Finally, as this essay points out, EY's original essay seems somewhat narrow, especially with the Bayesian stipulations. However, I think this is also addressed by the previous argument about how friendly situations are almost certainly not edge cases of honesty, meaning that definitionally, this type of work is only useful in extreme hypotheticals. The importance of this approach beyond this extreme scenarios, and the added importance in them, is discussed in the original essay.
Overall, I think this is a quite-good piece of rationalist writing, but I think it is not in opposition to the post it purports to respond to. Given that, I'm not sure what makes this post unique, and I suspect that there are quite a lot of high-quality posts that have other distinguishing factors above and beyond this post.
When's the last time you needed to consciously tell a bald-faced, unambiguous lie?—something that could realistically be outright proven false in front of your peers, rather than dismissed with a "reasonable" amount of language-lawyering.

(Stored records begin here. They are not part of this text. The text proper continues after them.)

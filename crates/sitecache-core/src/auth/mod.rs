//! Session state consumed from the auth collaborator.
//!
//! Login, logout and signup happen elsewhere; the cache is handed a
//! `CurrentUser` and reads nothing but its bearer token.

pub mod session;

use std::sync::Arc;

use tokio::sync::RwLock;

pub use session::{CurrentUser, Session, SessionData};

pub type SharedSession = Arc<RwLock<Session>>;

I don't know about the last time I needed to do so, but the last time I did so was two days ago (Christmas Eve), when (IIRC) one of my grandparents asked me if I had brought board games to my aunt and uncle's house while in the presence of my aunt, uncle, and/or cousins. In fact I had, but didn't want to say that, because I had brought them as Christmas gifts for my aunt and uncle's family, and didn't want to reveal that fact, and didn't think I could get away with being evasive, so (again, IIRC) I lied about bringing them.
I have a pretty strong preference against literal/unambiguous lying, and usually I can get away with evasion when I want to conceal things, and I don't remember unambiguously lying previously, but I'm bad at remembering things and wouldn't be all that surprised if somebody showed me a recording of me telling a bald-faced lie at some other point during December.

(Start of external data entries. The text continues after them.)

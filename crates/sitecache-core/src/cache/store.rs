use std::collections::HashMap;

use chrono::{DateTime, Utc};
use tracing::debug;

use crate::models::{Collection, Record, RecordId, SiteSettings};
use crate::scope::{ScopeGenerations, ScopeKind, ScopeSnapshot};
use crate::storage::age_display;

/// Contents of one collection plus when they last came from the remote.
#[derive(Debug, Clone, Default)]
pub struct CollectionState {
    pub records: Vec<Record>,
    pub refreshed_at: Option<DateTime<Utc>>,
}

impl CollectionState {
    pub fn age_display(&self) -> String {
        self.refreshed_at
            .map(age_display)
            .unwrap_or_else(|| "never".to_string())
    }

    pub fn is_stale(&self, max_age_minutes: i64) -> bool {
        match self.refreshed_at {
            Some(at) => (Utc::now() - at).num_minutes() > max_age_minutes,
            None => true,
        }
    }
}

/// In-memory collections for the active scope.
///
/// The store keeps its own copy of the scope snapshot it was last reset to,
/// so readers holding the lock see collections and scope that agree.
/// Every mutation carries the scope generation it was issued under. A write
/// whose generation no longer matches the store's is dropped, so results
/// from a previous scope can never land in the current one.
#[derive(Debug, Default)]
pub struct CollectionStore {
    collections: HashMap<Collection, CollectionState>,
    settings: SiteSettings,
    snapshot: ScopeSnapshot,
}

impl CollectionStore {
    pub fn new() -> Self {
        Self::default()
    }

    /// Scope the held collections belong to.
    pub fn snapshot(&self) -> &ScopeSnapshot {
        &self.snapshot
    }

    pub fn generations(&self) -> ScopeGenerations {
        self.snapshot.generations
    }

    fn is_current(&self, collection: Collection, generation: u64) -> bool {
        self.generations().for_kind(collection.scope_kind()) == generation
    }

    /// Adopt a new scope, emptying every collection whose generation moved on.
    pub fn reset(&mut self, snapshot: ScopeSnapshot) {
        let old = self.generations();
        let generations = snapshot.generations;
        for kind in [ScopeKind::Global, ScopeKind::Company, ScopeKind::Site] {
            if old.for_kind(kind) != generations.for_kind(kind) {
                self.collections.retain(|c, _| c.scope_kind() != kind);
                if kind == ScopeKind::Site {
                    self.settings = SiteSettings::default();
                }
                debug!(?kind, "Cleared collections for previous scope");
            }
        }
        self.snapshot = snapshot;
    }

    // ===== Reads =====

    pub fn records(&self, collection: Collection) -> &[Record] {
        self.collections
            .get(&collection)
            .map(|s| s.records.as_slice())
            .unwrap_or(&[])
    }

    pub fn state(&self, collection: Collection) -> CollectionState {
        self.collections.get(&collection).cloned().unwrap_or_default()
    }

    pub fn len(&self, collection: Collection) -> usize {
        self.records(collection).len()
    }

    pub fn is_empty(&self, collection: Collection) -> bool {
        self.len(collection) == 0
    }

    pub fn find(&self, collection: Collection, target: &RecordId) -> Option<&Record> {
        self.records(collection).iter().find(|r| r.matches(target))
    }

    pub fn settings(&self) -> &SiteSettings {
        &self.settings
    }

    // ===== Wholesale replacement (sync engine) =====

    /// Replace a collection with freshly fetched records.
    pub fn apply_fetch(
        &mut self,
        collection: Collection,
        generation: u64,
        records: Vec<Record>,
    ) -> bool {
        self.apply_at(collection, generation, records, Utc::now())
    }

    /// Replace a collection with records fetched at `refreshed_at`.
    pub fn apply_at(
        &mut self,
        collection: Collection,
        generation: u64,
        records: Vec<Record>,
        refreshed_at: DateTime<Utc>,
    ) -> bool {
        if !self.is_current(collection, generation) {
            return false;
        }
        self.collections.insert(
            collection,
            CollectionState {
                records,
                refreshed_at: Some(refreshed_at),
            },
        );
        true
    }

    pub fn set_settings(&mut self, generation: u64, settings: SiteSettings) -> bool {
        if self.generations().site != generation {
            return false;
        }
        self.settings = settings;
        true
    }

    // ===== Single-record mutation (CRUD) =====

    pub fn insert(&mut self, collection: Collection, generation: u64, record: Record) -> bool {
        if !self.is_current(collection, generation) {
            return false;
        }
        self.collections
            .entry(collection)
            .or_default()
            .records
            .push(record);
        true
    }

    /// Replace the record matching `target` in place.
    pub fn replace(
        &mut self,
        collection: Collection,
        generation: u64,
        target: &RecordId,
        record: Record,
    ) -> bool {
        if !self.is_current(collection, generation) {
            return false;
        }
        let Some(state) = self.collections.get_mut(&collection) else {
            return false;
        };
        match state.records.iter_mut().find(|r| r.matches(target)) {
            Some(slot) => {
                *slot = record;
                true
            }
            None => false,
        }
    }

    pub fn remove(
        &mut self,
        collection: Collection,
        generation: u64,
        target: &RecordId,
    ) -> Option<Record> {
        if !self.is_current(collection, generation) {
            return None;
        }
        let state = self.collections.get_mut(&collection)?;
        let index = state.records.iter().position(|r| r.matches(target))?;
        Some(state.records.remove(index))
    }
}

I think one could argue that "have you brought board games?" isn't really intended to include the insides of yet-unopened presents in its scope, in which case you weren't really lying.
(I'm not sure whether I would argue that. It might depend on whether Christmas Day was nearer the start or the end of your stay...)
I think people quite frequently tell unambiguous lies of the form "I have read these terms and conditions".
'IIRC' because I remember being asked this question multiple times and lying once as an answer, but don't remember exactly who was around or who asked the time I remember lying, and am not certain that I actually lied as opposed to being very evasive or murmuring nonsensical syllables or something.
Lots of great comments already so not sure if this will get seen, but a couple possibly useful points —
Metaphors We Live By by George Lakoff is worth a skim — https://en.wikipedia.org/wiki/Metaphors_We_Live_By
Then I think Wittgenstein's Tractatus is good, but his war diaries are even better — http://www.wittgensteinchronology.com/7.html
"[Wittgenstein] sketches two people, A and B, swordfighting, and explains how this sketch might assert ‘A is fencing with B’ by virtue of one stick-figure representing A and the other representing B. In this picture-writing form, the proposition can be true or false, and its sense is independent of its truth or falsehood. LW declares that ‘It must be possible to demonstrate everything essential by considering this case’."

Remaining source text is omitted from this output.